--- MATERIAL FOR THE TASK ---
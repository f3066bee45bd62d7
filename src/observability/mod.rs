//! Observability subsystem.
//!
//! # Data Flow
//! ```text
//! Request handling produces:
//!     → logging.rs (structured log events via tracing)
//!     → metrics.rs (counters, histograms)
//!
//! Consumers:
//!     → stdout log stream
//!     → Metrics endpoint (Prometheus scrape, optional)
//! ```

pub mod logging;
pub mod metrics;

pub use logging::init_logging;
---
● **TASK REQUIREMENTS**
Reproduce the data above in full, keeping it exactly the same.

● **TASK ANSWER**
repository f3066bee45bd62d7
filename src/observability/mod.rs
//! Observability subsystem.
//!
//! # Data Flow
//! ```text
//! Request handling produces:
//!     → logging.rs (structured log events via tracing)
//!     → metrics.rs (counters, histograms)
//!
//! Consumers:
//!     → stdout log stream
//!     → Metrics endpoint (Prometheus scrape, optional)
//! ```

pub mod logging;
pub mod metrics;

pub use logging::init_logging;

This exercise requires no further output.